pub mod engine;
pub mod states;

pub use engine::{FlowTransitionError, RequestFlow};
pub use states::{LedgerEffect, TransitionOutcome, WorkflowCommand};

- [Task to carry out] Working from the material above, reproduce it in full and unchanged.

- [Response area]
pub mod engine;
pub mod states;

pub use engine::{FlowTransitionError, RequestFlow};
pub use states::{LedgerEffect, TransitionOutcome, WorkflowCommand};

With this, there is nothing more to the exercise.